= WHAT IS NEEDED =
Retype each line below without a single alteration.

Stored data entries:
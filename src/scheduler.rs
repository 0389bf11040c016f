use crate::app::{Event, Lifecycle, Listing, Outcome, RemoveKind, Task};
use crate::engine::Engine;
use crate::model::NavigationMode;
use anyhow::{Context, Result};
use std::path::Path;
use std::process::Stdio;
use std::sync::Arc;
use tokio::process::Command as TokioCommand;
use tokio::sync::mpsc;
use tracing::{debug, warn};

/// Runs tasks off the UI loop. Every submitted task delivers exactly one
/// [`Event`] on the channel, in completion order.
#[derive(Clone)]
pub struct Scheduler {
    engine: Arc<dyn Engine>,
    tx: mpsc::UnboundedSender<Event>,
}

impl Scheduler {
    pub fn new(engine: Arc<dyn Engine>, tx: mpsc::UnboundedSender<Event>) -> Self {
        Self { engine, tx }
    }

    pub fn submit(&self, task: Task) {
        debug!("task={task:?}");
        let engine = Arc::clone(&self.engine);
        let tx = self.tx.clone();
        tokio::spawn(async move {
            let event = run_task(engine.as_ref(), task).await;
            if tx.send(event).is_err() {
                debug!("event loop closed before task completed");
            }
        });
    }
}

async fn run_task(engine: &dyn Engine, task: Task) -> Event {
    let outcome = match task {
        Task::ScheduleTick { kind, delay } => {
            tokio::time::sleep(delay).await;
            return Event::Tick(kind);
        }
        Task::Refresh(mode) => Outcome::Refreshed {
            mode,
            result: refresh(engine, mode).await.map_err(|error| compact_error(&error)),
        },
        Task::Lifecycle { action, id } => {
            let result = match action {
                Lifecycle::Start => engine.start(&id).await,
                Lifecycle::Stop => engine.stop(&id).await,
                Lifecycle::Restart => engine.restart(&id).await,
            };
            Outcome::Lifecycle {
                action,
                result: result.map_err(|error| compact_error(&error)),
            }
        }
        Task::Remove { kind, id } => {
            let result = match kind {
                RemoveKind::Container => engine.remove_container(&id).await,
                RemoveKind::Volume => engine.remove_volume(&id).await,
                RemoveKind::Image => engine.remove_image(&id).await,
            };
            Outcome::Removed {
                kind,
                result: result.map_err(|error| compact_error(&error)),
            }
        }
        Task::FetchLogs {
            container_id,
            request,
        } => {
            let result = engine
                .fetch_logs(&container_id, request)
                .await
                .map_err(|error| compact_error(&error));
            Outcome::Logs {
                container_id,
                request,
                result,
            }
        }
        Task::Inspect { container_id } => {
            let result = engine
                .inspect(&container_id)
                .await
                .map_err(|error| compact_error(&error));
            Outcome::Inspected {
                container_id,
                result,
            }
        }
        Task::Stats { container_id } => {
            let result = engine
                .stats(&container_id)
                .await
                .map_err(|error| compact_error(&error));
            Outcome::Stats {
                container_id,
                result,
            }
        }
        Task::ReadDirectory { path } => {
            let result = read_directory(&path)
                .await
                .map_err(|error| compact_error(&error));
            Outcome::Directory { path, result }
        }
        Task::OpenBrowser { url } => {
            let result = open_browser(&url)
                .await
                .map_err(|error| compact_error(&error));
            Outcome::Browser { url, result }
        }
        Task::Shell { name, .. } => {
            warn!("shell task for {name} reached the scheduler");
            Outcome::Shell {
                name,
                result: Err("interactive shell needs the terminal".to_string()),
            }
        }
    };
    Event::Completed(outcome)
}

async fn refresh(engine: &dyn Engine, mode: NavigationMode) -> Result<Listing> {
    Ok(match mode {
        NavigationMode::Containers => Listing::Containers(engine.list_containers().await?),
        NavigationMode::Volumes => Listing::Volumes(engine.list_volumes().await?),
        NavigationMode::Images => Listing::Images(engine.list_images().await?),
        NavigationMode::Networks => Listing::Networks(engine.list_networks().await?),
    })
}

/// Sorted entry names; directories carry a trailing `/`.
async fn read_directory(path: &Path) -> Result<Vec<String>> {
    let mut reader = tokio::fs::read_dir(path)
        .await
        .with_context(|| format!("failed to open {}", path.display()))?;
    let mut entries = Vec::new();
    while let Some(entry) = reader
        .next_entry()
        .await
        .with_context(|| format!("failed to list {}", path.display()))?
    {
        let mut name = entry.file_name().to_string_lossy().into_owned();
        let is_dir = entry
            .file_type()
            .await
            .map(|file_type| file_type.is_dir())
            .unwrap_or(false);
        if is_dir {
            name.push('/');
        }
        entries.push(name);
    }
    entries.sort();
    Ok(entries)
}

async fn open_browser(url: &str) -> Result<()> {
    let opener = if cfg!(target_os = "macos") {
        "open"
    } else {
        "xdg-open"
    };
    let status = TokioCommand::new(opener)
        .arg(url)
        .stdin(Stdio::null())
        .stdout(Stdio::null())
        .stderr(Stdio::null())
        .status()
        .await
        .with_context(|| format!("failed to run {opener}"))?;
    if status.success() {
        Ok(())
    } else {
        Err(anyhow::anyhow!("{opener} exited with {status}"))
    }
}

/// First line of the error plus at most two causes, on one line.
pub fn compact_error(error: &anyhow::Error) -> String {
    error
        .chain()
        .take(3)
        .map(|cause| cause.to_string())
        .collect::<Vec<_>>()
        .join(": ")
}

= EXERCISE RESULT =
filename src/scheduler.rs
repository 0389bf11040c016f
use crate::app::{Event, Lifecycle, Listing, Outcome, RemoveKind, Task};
use crate::engine::Engine;
use crate::model::NavigationMode;
use anyhow::{Context, Result};
use std::path::Path;
use std::process::Stdio;
use std::sync::Arc;
use tokio::process::Command as TokioCommand;
use tokio::sync::mpsc;
use tracing::{debug, warn};

/// Runs tasks off the UI loop. Every submitted task delivers exactly one
/// [`Event`] on the channel, in completion order.
#[derive(Clone)]
pub struct Scheduler {
    engine: Arc<dyn Engine>,
    tx: mpsc::UnboundedSender<Event>,
}

impl Scheduler {
    pub fn new(engine: Arc<dyn Engine>, tx: mpsc::UnboundedSender<Event>) -> Self {
        Self { engine, tx }
    }

    pub fn submit(&self, task: Task) {
        debug!("task={task:?}");
        let engine = Arc::clone(&self.engine);
        let tx = self.tx.clone();
        tokio::spawn(async move {
            let event = run_task(engine.as_ref(), task).await;
            if tx.send(event).is_err() {
                debug!("event loop closed before task completed");
            }
        });
    }
}

async fn run_task(engine: &dyn Engine, task: Task) -> Event {
    let outcome = match task {
        Task::ScheduleTick { kind, delay } => {
            tokio::time::sleep(delay).await;
            return Event::Tick(kind);
        }
        Task::Refresh(mode) => Outcome::Refreshed {
            mode,
            result: refresh(engine, mode).await.map_err(|error| compact_error(&error)),
        },
        Task::Lifecycle { action, id } => {
            let result = match action {
                Lifecycle::Start => engine.start(&id).await,
                Lifecycle::Stop => engine.stop(&id).await,
                Lifecycle::Restart => engine.restart(&id).await,
            };
            Outcome::Lifecycle {
                action,
                result: result.map_err(|error| compact_error(&error)),
            }
        }
        Task::Remove { kind, id } => {
            let result = match kind {
                RemoveKind::Container => engine.remove_container(&id).await,
                RemoveKind::Volume => engine.remove_volume(&id).await,
                RemoveKind::Image => engine.remove_image(&id).await,
            };
            Outcome::Removed {
                kind,
                result: result.map_err(|error| compact_error(&error)),
            }
        }
        Task::FetchLogs {
            container_id,
            request,
        } => {
            let result = engine
                .fetch_logs(&container_id, request)
                .await
                .map_err(|error| compact_error(&error));
            Outcome::Logs {
                container_id,
                request,
                result,
            }
        }
        Task::Inspect { container_id } => {
            let result = engine
                .inspect(&container_id)
                .await
                .map_err(|error| compact_error(&error));
            Outcome::Inspected {
                container_id,
                result,
            }
        }
        Task::Stats { container_id } => {
            let result = engine
                .stats(&container_id)
                .await
                .map_err(|error| compact_error(&error));
            Outcome::Stats {
                container_id,
                result,
            }
        }
        Task::ReadDirectory { path } => {
            let result = read_directory(&path)
                .await
                .map_err(|error| compact_error(&error));
            Outcome::Directory { path, result }
        }
        Task::OpenBrowser { url } => {
            let result = open_browser(&url)
                .await
                .map_err(|error| compact_error(&error));
            Outcome::Browser { url, result }
        }
        Task::Shell { name, .. } => {
            warn!("shell task for {name} reached the scheduler");
            Outcome::Shell {
                name,
                result: Err("interactive shell needs the terminal".to_string()),
            }
        }
    };
    Event::Completed(outcome)
}

async fn refresh(engine: &dyn Engine, mode: NavigationMode) -> Result<Listing> {
    Ok(match mode {
        NavigationMode::Containers => Listing::Containers(engine.list_containers().await?),
        NavigationMode::Volumes => Listing::Volumes(engine.list_volumes().await?),
        NavigationMode::Images => Listing::Images(engine.list_images().await?),
        NavigationMode::Networks => Listing::Networks(engine.list_networks().await?),
    })
}

/// Sorted entry names; directories carry a trailing `/`.
async fn read_directory(path: &Path) -> Result<Vec<String>> {
    let mut reader = tokio::fs::read_dir(path)
        .await
        .with_context(|| format!("failed to open {}", path.display()))?;
    let mut entries = Vec::new();
    while let Some(entry) = reader
        .next_entry()
        .await
        .with_context(|| format!("failed to list {}", path.display()))?
    {
        let mut name = entry.file_name().to_string_lossy().into_owned();
        let is_dir = entry
            .file_type()
            .await
            .map(|file_type| file_type.is_dir())
            .unwrap_or(false);
        if is_dir {
            name.push('/');
        }
        entries.push(name);
    }
    entries.sort();
    Ok(entries)
}

async fn open_browser(url: &str) -> Result<()> {
    let opener = if cfg!(target_os = "macos") {
        "open"
    } else {
        "xdg-open"
    };
    let status = TokioCommand::new(opener)
        .arg(url)
        .stdin(Stdio::null())
        .stdout(Stdio::null())
        .stderr(Stdio::null())
        .status()
        .await
        .with_context(|| format!("failed to run {opener}"))?;
    if status.success() {
        Ok(())
    } else {
        Err(anyhow::anyhow!("{opener} exited with {status}"))
    }
}

/// First line of the error plus at most two causes, on one line.
pub fn compact_error(error: &anyhow::Error) -> String {
    error
        .chain()
        .take(3)
        .map(|cause| cause.to_string())
        .collect::<Vec<_>>()
        .join(": ")
}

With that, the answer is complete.